• [Data section]:
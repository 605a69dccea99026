//! Query providers.
//!
//! Each provider interprets the whole query text under its own rule and
//! reports its results through a single completion callback:
//!
//! | Provider    | Applies to        | Work        |
//! |-------------|-------------------|-------------|
//! | Application | no `=`/`$` sigil  | synchronous |
//! | Calculator  | `=expression`     | synchronous |
//! | File        | everything        | background  |
//! | Terminal    | `$command`        | synchronous |
//! | URL         | everything        | synchronous |
//!
//! Synchronous providers call `on_complete` exactly once before `query`
//! returns, possibly with an empty list. The File provider hands its
//! callback to the [`TaskRunner`](crate::task::TaskRunner), which runs it on
//! the caller's thread when the caller drains completions.

mod application;
mod calculator;
mod file;
mod terminal;
mod url;

pub use application::ApplicationProvider;
pub use calculator::CalculatorProvider;
pub use file::FileProvider;
pub use terminal::TerminalProvider;
pub use url::UrlProvider;

use crate::apps::{AppCatalog, DesktopEntryCatalog};
use crate::calc::ArithmeticEvaluator;
use crate::config::Config;
use crate::fuzzy::SubsequenceMatcher;
use crate::icon::IconRegistry;
use crate::result::{ResultKind, SearchResult};
use crate::task::TaskRunner;
use std::sync::Arc;

/// Sigil that routes a query to the Calculator provider.
pub const CALCULATOR_SIGIL: char = '=';

/// Sigil that routes a query to the Terminal provider.
pub const TERMINAL_SIGIL: char = '$';

/// One of the five query providers.
pub enum Provider {
    Application(ApplicationProvider),
    Calculator(CalculatorProvider),
    File(FileProvider),
    Terminal(TerminalProvider),
    Url(UrlProvider),
}

impl Provider {
    /// The kind of result this provider produces.
    pub fn kind(&self) -> ResultKind {
        match self {
            Provider::Application(_) => ResultKind::Application,
            Provider::Calculator(_) => ResultKind::Calculator,
            Provider::File(_) => ResultKind::File,
            Provider::Terminal(_) => ResultKind::Terminal,
            Provider::Url(_) => ResultKind::Url,
        }
    }

    /// Interpret `text` and report results to `on_complete`.
    pub fn query<F>(&self, text: &str, on_complete: F)
    where
        F: FnOnce(Vec<SearchResult>) + Send + 'static,
    {
        match self {
            Provider::Application(provider) => provider.query(text, on_complete),
            Provider::Calculator(provider) => provider.query(text, on_complete),
            Provider::File(provider) => provider.query(text, on_complete),
            Provider::Terminal(provider) => provider.query(text, on_complete),
            Provider::Url(provider) => provider.query(text, on_complete),
        }
    }

    pub fn as_file(&self) -> Option<&FileProvider> {
        match self {
            Provider::File(provider) => Some(provider),
            _ => None,
        }
    }
}

impl From<ApplicationProvider> for Provider {
    fn from(provider: ApplicationProvider) -> Self {
        Provider::Application(provider)
    }
}

impl From<CalculatorProvider> for Provider {
    fn from(provider: CalculatorProvider) -> Self {
        Provider::Calculator(provider)
    }
}

impl From<FileProvider> for Provider {
    fn from(provider: FileProvider) -> Self {
        Provider::File(provider)
    }
}

impl From<TerminalProvider> for Provider {
    fn from(provider: TerminalProvider) -> Self {
        Provider::Terminal(provider)
    }
}

impl From<UrlProvider> for Provider {
    fn from(provider: UrlProvider) -> Self {
        Provider::Url(provider)
    }
}

/// Build all five providers with the default collaborators.
///
/// Providers share one icon registry and one fuzzy matcher.
pub fn standard_providers(config: &Config, runner: &TaskRunner) -> Vec<Provider> {
    let icons = Arc::new(IconRegistry::new());
    let matcher = Arc::new(SubsequenceMatcher);

    let catalog: Arc<dyn AppCatalog> = if config.applications.dirs.is_empty() {
        Arc::new(DesktopEntryCatalog::xdg())
    } else {
        Arc::new(DesktopEntryCatalog::new(config.applications.dirs.clone()))
    };

    vec![
        ApplicationProvider::new(catalog, matcher.clone(), icons.clone()).into(),
        CalculatorProvider::new(Arc::new(ArithmeticEvaluator), icons.clone()).into(),
        FileProvider::new(config.files.clone(), runner.clone(), matcher, icons.clone()).into(),
        TerminalProvider::new(config.terminal.clone(), icons.clone()).into(),
        UrlProvider::new(icons).into(),
    ]
}
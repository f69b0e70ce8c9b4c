//! Multi-topic crawl orchestration.
//!
//! [`CrawlOrchestrator`] walks each topic in turn, then visits the laws found
//! on it, subject to a per-topic and a total quota. All state of a run lives
//! on the stack of [`CrawlOrchestrator::run`]; nothing is shared between runs.
//!
//! Failures never abort a run:
//!
//! - a topic whose first page cannot be fetched is skipped,
//! - a law page that cannot be fetched becomes a reference-only
//!   entry carrying the topic context.

use chrono::Utc;

use crate::config::CrawlConfig;
use crate::error::Result;
use crate::fetcher::PageFetcher;
use crate::law::scrape_law_page;
use crate::pacing::RequestPacer;
use crate::pagination::PaginationWalker;
use crate::types::{CrawlResult, DetailedLaw, LawEntry, LawReference, ReferencedLaw, TopicPage};

/// Progress notifications emitted during a run.
#[derive(Debug, Clone, PartialEq, Eq)]
pub enum CrawlEvent {
    TopicStarted {
        index: usize,
        total: usize,
        url: String,
    },
    TopicSkipped {
        url: String,
    },
    LawStarted {
        index: usize,
        title: String,
        url: String,
    },
}

type ProgressHook = Box<dyn Fn(&CrawlEvent)>;

/// Drives a crawl over many topics and their laws.
pub struct CrawlOrchestrator<F: PageFetcher> {
    fetcher: F,
    config: CrawlConfig,
    pacer: RequestPacer,
    progress: Option<ProgressHook>,
}

impl<F: PageFetcher> CrawlOrchestrator<F> {
    /// Create an orchestrator. The configuration is validated here, before
    /// any request is made.
    pub fn new(fetcher: F, config: CrawlConfig) -> Result<Self> {
        config.validate()?;
        let pacer = RequestPacer::new(config.request_delay);
        Ok(Self {
            fetcher,
            config,
            pacer,
            progress: None,
        })
    }

    /// Receive a [`CrawlEvent`] for every topic and law as it starts.
    #[must_use]
    pub fn on_progress(mut self, hook: impl Fn(&CrawlEvent) + 'static) -> Self {
        self.progress = Some(Box::new(hook));
        self
    }

    fn emit(&self, event: CrawlEvent) {
        if let Some(hook) = &self.progress {
            hook(&event);
        }
    }

    fn total_quota_reached(&self, collected: usize) -> bool {
        self.config
            .max_total_laws
            .is_some_and(|max| collected >= max)
    }

    /// Run the crawl to completion.
    pub fn run(&mut self) -> CrawlResult {
        let scraped_at = Utc::now();
        let topic_urls = self.config.topic_urls.clone();
        let mut topic_pages: Vec<TopicPage> = Vec::new();
        let mut all_laws: Vec<LawEntry> = Vec::new();

        for (index, topic_url) in topic_urls.iter().enumerate() {
            if self.total_quota_reached(all_laws.len()) {
                tracing::info!(
                    collected = all_laws.len(),
                    "Total law quota reached, skipping remaining topics"
                );
                break;
            }

            self.emit(CrawlEvent::TopicStarted {
                index: index + 1,
                total: topic_urls.len(),
                url: topic_url.clone(),
            });

            let walked = PaginationWalker::new(&self.fetcher, &mut self.pacer).walk(topic_url);
            let topic = match walked {
                Ok(topic) => topic,
                Err(e) => {
                    tracing::warn!(url = %topic_url, error = %e, "Topic unreachable, skipping");
                    self.emit(CrawlEvent::TopicSkipped {
                        url: topic_url.clone(),
                    });
                    continue;
                }
            };

            self.visit_laws(&topic, &mut all_laws);
            topic_pages.push(topic);
        }

        tracing::info!(
            topics = topic_pages.len(),
            laws = all_laws.len(),
            "Crawl finished"
        );

        CrawlResult {
            total_topics_scraped: topic_pages.len(),
            total_laws_scraped: all_laws.len(),
            topic_pages,
            all_laws,
            scraped_at,
        }
    }

    /// Turn the laws of one topic into entries, within both quotas.
    fn visit_laws(&mut self, topic: &TopicPage, all_laws: &mut Vec<LawEntry>) {
        let per_topic = self.config.max_laws_per_topic.unwrap_or(usize::MAX);

        for law in topic.laws.iter().take(per_topic) {
            if self.total_quota_reached(all_laws.len()) {
                tracing::info!(url = %topic.url, "Total law quota reached");
                break;
            }

            self.emit(CrawlEvent::LawStarted {
                index: all_laws.len() + 1,
                title: law.title.clone(),
                url: law.url.clone(),
            });

            let entry = if self.config.scrape_individual_laws {
                self.visit_law(topic, law)
            } else {
                reference_entry(topic, law)
            };
            all_laws.push(entry);
        }
    }

    fn visit_law(&mut self, topic: &TopicPage, law: &LawReference) -> LawEntry {
        self.pacer.wait();
        match scrape_law_page(&self.fetcher, &law.url) {
            Ok(metadata) => LawEntry::Detailed(Box::new(DetailedLaw {
                reference: law.reference.clone(),
                law: metadata,
                topic_page_info: topic.topic_info.clone(),
                topic_page_url: topic.url.clone(),
            })),
            Err(e) => {
                tracing::warn!(url = %law.url, error = %e, "Law page failed, keeping reference only");
                reference_entry(topic, law)
            }
        }
    }
}

fn reference_entry(topic: &TopicPage, law: &LawReference) -> LawEntry {
    LawEntry::Reference(ReferencedLaw {
        law: law.clone(),
        topic_page_info: topic.topic_info.clone(),
        topic_page_url: topic.url.clone(),
    })
}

• [Assigned task]: Once you have counted every line in the listing that holds the string "CrawlConfig", give that number and nothing else.

• [Your response]: 3